Quakers Observe Transgender Day of Remembrance

Photo by Ellen Simmons of Multnomah Meeting

The annual Transgender Day of Remembrance takes place every year on November 20. The observance traditionally involves reading the names of transgender people who have been murdered since last year’s memorial gathering. Participants seek to honor trans folks, make their lives visible, and oppose anti-trans violence.

Friends Journal talked with several Quakers about their experiences of Transgender Day of Remembrance (TDOR). Friends shared their impressions of this year’s TDOR events, which took place on Monday, November 20, as well as reflections on previous years’ observances.

Observing TDOR offers participants a chance to explore how to affirm and welcome trans folks.

Program for TDOR observance at Multnomah Meeting in Portland, Ore., from a previous year.

“Honoring the Transgender Day of Remembrance gives us the space to sit with the places where our world, nation, and communities are not always living up to what many Quakers might hope that these entities would live up to. These events give us the opportunity to lean into that discomfort and to consider ways that Spirit might be inviting us into growth and change,” said Cai Quirk, a transgender member of Ithaca (N.Y.) Meeting.

This year, Quirk attended a TDOR observance at which a local transgender and gender-queer choir sang songs about trans joy as well as a piece about children suffering in Gaza and Israel. TDOR observances in previous years have been more focused on lives lost. Quirk’s meeting did not do anything specific this year for TDOR.

The Transgender Day of Remembrance began almost 25 years ago in 1999 with a web project and vigil to commemorate Rita Hester, a 34-year-old Black transgender woman who was stabbed to death in her Boston, Mass. apartment in November 1998.

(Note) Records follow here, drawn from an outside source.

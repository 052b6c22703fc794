use std::collections::HashMap;

use crate::error::{FleetError, Result};
use crate::model::{Robot, RobotStatus};

/// Owns the registered robots. A plain collection: eligibility policy lives
/// in the assigner, liveness policy in the monitor.
#[derive(Debug, Default)]
pub struct RobotRegistry {
    robots: HashMap<String, Robot>,
}

impl RobotRegistry {
    pub fn new() -> Self {
        Self::default()
    }

    pub fn register(&mut self, robot: Robot) -> Result<()> {
        if self.robots.contains_key(&robot.robot_id) {
            return Err(FleetError::DuplicateRobot(robot.robot_id));
        }
        tracing::info!(robot_id = %robot.robot_id, name = %robot.name, "Robot registered");
        self.robots.insert(robot.robot_id.clone(), robot);
        Ok(())
    }

    pub fn deregister(&mut self, robot_id: &str) -> Result<Robot> {
        let robot = self
            .robots
            .remove(robot_id)
            .ok_or_else(|| FleetError::RobotNotFound(robot_id.to_string()))?;
        tracing::info!(robot_id, "Robot deregistered");
        Ok(robot)
    }

    pub fn get(&self, robot_id: &str) -> Option<&Robot> {
        self.robots.get(robot_id)
    }

    pub(crate) fn get_mut(&mut self, robot_id: &str) -> Option<&mut Robot> {
        self.robots.get_mut(robot_id)
    }

    pub fn contains(&self, robot_id: &str) -> bool {
        self.robots.contains_key(robot_id)
    }

    pub fn all(&self) -> impl Iterator<Item = &Robot> {
        self.robots.values()
    }

    pub(crate) fn all_mut(&mut self) -> impl Iterator<Item = &mut Robot> {
        self.robots.values_mut()
    }

    /// Robots in the given status, or every robot when no filter is given.
    pub fn list_by_status(&self, filter: Option<RobotStatus>) -> Vec<&Robot> {
        let mut robots: Vec<&Robot> = self
            .robots
            .values()
            .filter(|r| filter.map_or(true, |s| r.status == s))
            .collect();
        robots.sort_by(|a, b| a.robot_id.cmp(&b.robot_id));
        robots
    }

    pub fn len(&self) -> usize {
        self.robots.len()
    }

    pub fn is_empty(&self) -> bool {
        self.robots.is_empty()
    }
}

Ellen Simmons of Multnomah Meeting in Portland, Ore., attended an interfaith service to mark the day. Cellist and singer Anna Fritz, who is also a Quaker, shared a song of transgender love at the event, which was held at First United Methodist Church in Portland. About 200 people attended the interfaith observance, including about 6 Quakers, according to Simmons. Simmons, who is the parent of a transgender daughter, serves with another meeting member on the planning committee for the interfaith observance, which started in 2018.

In previous years, Multnomah Meeting has held a meeting for worship for mourning on TDOR, and Simmons would like to return to this silent commemoration. Participants would center down in the silence, read the names of transgender folks murdered in the previous year, and speak as the Spirit led them.

“We would have a sacred fire and commend the names to the fire,” Simmons said.

In another room was a Friendly listener available to support those who were feeling upset. Holding a meeting for mourning for TDOR was preceded by a lot of work to educate the meeting community about the importance of such a gathering, according to Simmons.

Brittany Koresch, a non-binary member of North Columbus (Ohio), attended an online TDOR event convened by Broadmead (Ohio) Meeting. Koresch’s meeting did not host an event but did post a notice about Broadmead Meeting’s gathering. Koresch would have also welcomed the opportunity to participate in an observance by their own meeting.

Event participants expressed welcome and support for transgender individuals, describing them as loved and precious.

“It was nice to hear that directly and explicitly,” Koresch said.

Prayers and participation in commemorative events help transgender individuals feel cared for and supported by their meeting communities, according to Quirk.

Older trans folks can feel especially alone because they may have transitioned at a time when there was no public discussion of their experience and cisgender people often do not know how to express support, according to Chloe Schwenke, 72, a transgender woman who is a member of Adelphi (Md.) Meeting.

Schwenke used to live in South Africa and compares acknowledging the deaths of trans folks with the Truth and Reconciliation Commission that took place after the fall of apartheid in that country. Commemoration observances offer a chance “to read those people into the historical records,” Schwenke said.

Schwenke said when a meeting decides to hold an observance, it can provide transgender members and attenders with a sense of recognition.

“It makes us feel less invisible,” Schwenke said.

Correction: An earlier version of this article incorrectly numbered attendees at an interfaith service at 60. There were around 200 attendees; about 6 of them were Quakers. We have adjusted the article to reflect this.